I read a lot about foundation model and large language model.
However, I dont find a clear definition what exactly is a foundation model. Is large language model and foundation model the same thing?
I read a lot about foundation model and large language model.
However, I dont find a clear definition what exactly is a foundation model. Is large language model and foundation model the same thing?

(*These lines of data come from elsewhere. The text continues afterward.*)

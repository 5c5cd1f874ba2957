//! Suite tree reconstruction and selective sub-tree extraction.
//!
//! Suites arrive as a flat list with parent references. [`build_hierarchy`]
//! indexes them, [`plan_subtree`] decides which suites to visit and which to
//! pull cases for, and [`SuiteTreeBuilder`] fetches the cases and assembles
//! [`SuiteNode`] trees.

mod hierarchy;
mod render;
mod selection;

use std::collections::{BTreeSet, HashMap};

use tracing::{debug, info, warn};

pub use hierarchy::{build_hierarchy, SuiteHierarchy};
pub use render::render_tree;
pub use selection::{plan_subtree, PlannedNode, MAX_DEPTH};

use crate::models::{Case, RunIssues, Suite, SuiteNode};
use crate::transport::{ListOutcome, Transport};

/// Builds suite trees for one project, collecting issues as it goes.
///
/// Case lists are fetched one suite at a time. A suite whose cases cannot be
/// fetched is dropped together with its subtree; its siblings still complete.
pub struct SuiteTreeBuilder<'a> {
    transport: &'a Transport,
    project: &'a str,
    issues: RunIssues,
}

impl<'a> SuiteTreeBuilder<'a> {
    pub fn new(transport: &'a Transport, project: &'a str) -> Self {
        Self {
            transport,
            project,
            issues: RunIssues::default(),
        }
    }

    pub fn issues(&self) -> &RunIssues {
        &self.issues
    }

    pub fn take_issues(&mut self) -> RunIssues {
        std::mem::take(&mut self.issues)
    }

    /// Build every suite tree of a plan.
    ///
    /// With no requested set, every root (including orphans) is extracted
    /// with all cases. With a requested set the plan's root is always walked
    /// and other roots only when they lead to a requested suite. If the plan
    /// has no root at all, each requested suite is fetched on its own
    /// (see [`Self::extract_detached`]).
    pub async fn extract_plan(
        &mut self,
        plan_id: u64,
        suites: Vec<Suite>,
        requested: Option<&BTreeSet<u64>>,
    ) -> Vec<SuiteNode> {
        let hierarchy = build_hierarchy(plan_id, suites);

        for id in hierarchy.unreachable() {
            self.issues.warning(format!(
                "plan {}: suite {} is not reachable from any root (cyclic parent chain)",
                plan_id, id
            ));
        }

        let Some(requested) = requested else {
            let mut trees = Vec::new();
            for root in hierarchy.roots() {
                if let Some(node) = self.extract_subtree(plan_id, root, &hierarchy, true, &BTreeSet::new()).await {
                    trees.push(node);
                }
            }
            return trees;
        };

        let Some(main_root) = hierarchy.root().map(|s| s.id) else {
            warn!(plan_id, "No root suite found, extracting requested suites directly");
            self.issues
                .warning(format!("plan {}: no root suite found, requested suites extracted without hierarchy", plan_id));
            return self.extract_detached(plan_id, requested).await;
        };

        for &id in requested {
            if !hierarchy.contains(id) {
                warn!(plan_id, suite_id = id, "Requested suite not found in plan");
                self.issues
                    .warning(format!("plan {}: requested suite {} not found", plan_id, id));
            }
        }

        let mut trees = Vec::new();
        for root in hierarchy.roots() {
            let leads_to_request = requested
                .iter()
                .any(|&id| hierarchy.ancestry(id).contains(&root));
            if root != main_root && !leads_to_request {
                continue;
            }
            let include_all = requested.contains(&root);
            if let Some(node) = self.extract_subtree(plan_id, root, &hierarchy, include_all, requested).await {
                trees.push(node);
            }
        }
        trees
    }

    /// Extract the subtree below `root_suite_id`.
    ///
    /// Returns `None` when the root is unknown or its case fetch failed.
    pub async fn extract_subtree(
        &mut self,
        plan_id: u64,
        root_suite_id: u64,
        hierarchy: &SuiteHierarchy,
        include_all: bool,
        requested: &BTreeSet<u64>,
    ) -> Option<SuiteNode> {
        let plan = plan_subtree(hierarchy, root_suite_id, include_all, requested)?;
        let cases = self.fetch_planned_cases(plan_id, hierarchy, &plan).await;
        assemble(&plan, hierarchy, &cases)
    }

    /// Degraded mode: fetch each requested suite by id, without hierarchy.
    ///
    /// A suite that cannot be looked up is left out.
    pub async fn extract_detached(&mut self, plan_id: u64, requested: &BTreeSet<u64>) -> Vec<SuiteNode> {
        let mut nodes = Vec::new();
        for &suite_id in requested {
            let suite = match self.transport.fetch_suite(self.project, plan_id, suite_id).await {
                Ok(suite) => suite,
                Err(err) => {
                    self.issues
                        .error(format!("plan {}: suite {} could not be fetched: {}", plan_id, suite_id, err));
                    continue;
                }
            };
            let Some(cases) = self.fetch_cases(plan_id, &suite).await else {
                continue;
            };
            nodes.push(SuiteNode {
                suite,
                cases_included: true,
                cases,
                child_suites: Vec::new(),
            });
        }
        nodes
    }

    /// Fetch cases for every planned node that wants them, in pre-order.
    ///
    /// Nodes below a failed node are not fetched; they will be dropped anyway.
    async fn fetch_planned_cases(
        &mut self,
        plan_id: u64,
        hierarchy: &SuiteHierarchy,
        plan: &PlannedNode,
    ) -> HashMap<u64, Option<Vec<Case>>> {
        let mut fetched = HashMap::new();
        let mut stack = vec![plan];

        while let Some(node) = stack.pop() {
            let Some(suite) = hierarchy.get(node.suite_id) else {
                continue;
            };
            if node.extract_cases {
                let cases = self.fetch_cases(plan_id, suite).await;
                let failed = cases.is_none();
                fetched.insert(node.suite_id, cases);
                if failed {
                    continue;
                }
            }
            stack.extend(node.children.iter().rev());
        }

        fetched
    }

    /// `None` means the fetch failed and the suite must be dropped.
    async fn fetch_cases(&mut self, plan_id: u64, suite: &Suite) -> Option<Vec<Case>> {
        match self.transport.fetch_cases(self.project, plan_id, suite.id).await {
            ListOutcome::Found(cases) => {
                info!(plan_id, suite_id = suite.id, suite = %suite.name, count = cases.len(), "Fetched cases");
                Some(cases)
            }
            ListOutcome::Empty => {
                debug!(plan_id, suite_id = suite.id, "Suite has no cases");
                Some(Vec::new())
            }
            ListOutcome::Failed(err) => {
                warn!(plan_id, suite_id = suite.id, error = %err, "Skipping suite subtree, cases could not be fetched");
                self.issues.error(format!(
                    "plan {}: suite {} ({}) skipped, cases could not be fetched: {}",
                    plan_id, suite.id, suite.name, err
                ));
                None
            }
        }
    }
}

/// Turn a plan plus fetched cases into a node tree. A node whose case fetch
/// failed is absent, with its subtree.
fn assemble(
    plan: &PlannedNode,
    hierarchy: &SuiteHierarchy,
    fetched: &HashMap<u64, Option<Vec<Case>>>,
) -> Option<SuiteNode> {
    let suite = hierarchy.get(plan.suite_id)?.clone();

    let cases = if plan.extract_cases {
        fetched.get(&plan.suite_id)?.clone()?
    } else {
        Vec::new()
    };

    Some(SuiteNode {
        suite,
        cases_included: plan.extract_cases,
        cases,
        child_suites: plan
            .children
            .iter()
            .filter_map(|child| assemble(child, hierarchy, fetched))
            .collect(),
    })
}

from On the Opportunities and Risks of Foundation Models,
We introduce the term foundation models to fill a void in describing the paradigm shift we are witnessing; we briefly recount some of our reasoning for this decision. Existing terms (e.g., pretrained model, self-supervised model) partially capture the technical dimension of these models, but fail to capture the significance of the paradigm shift in an accessible manner for those beyond machine learning. In particular, foundation model designates a model class that are distinctive in their sociological impact and how they have conferred a broad shift in AI research and deployment. In contrast, forms of pretraining and self-supervision that technically foreshadowed foundation models fail to clarify the shift in practices we hope to highlight.
Note that the term “foundation model” is a bit controversial or at least ambiguous. vs. Large language model is “just” a language model that’s large so rather unambiguous in my opinion =)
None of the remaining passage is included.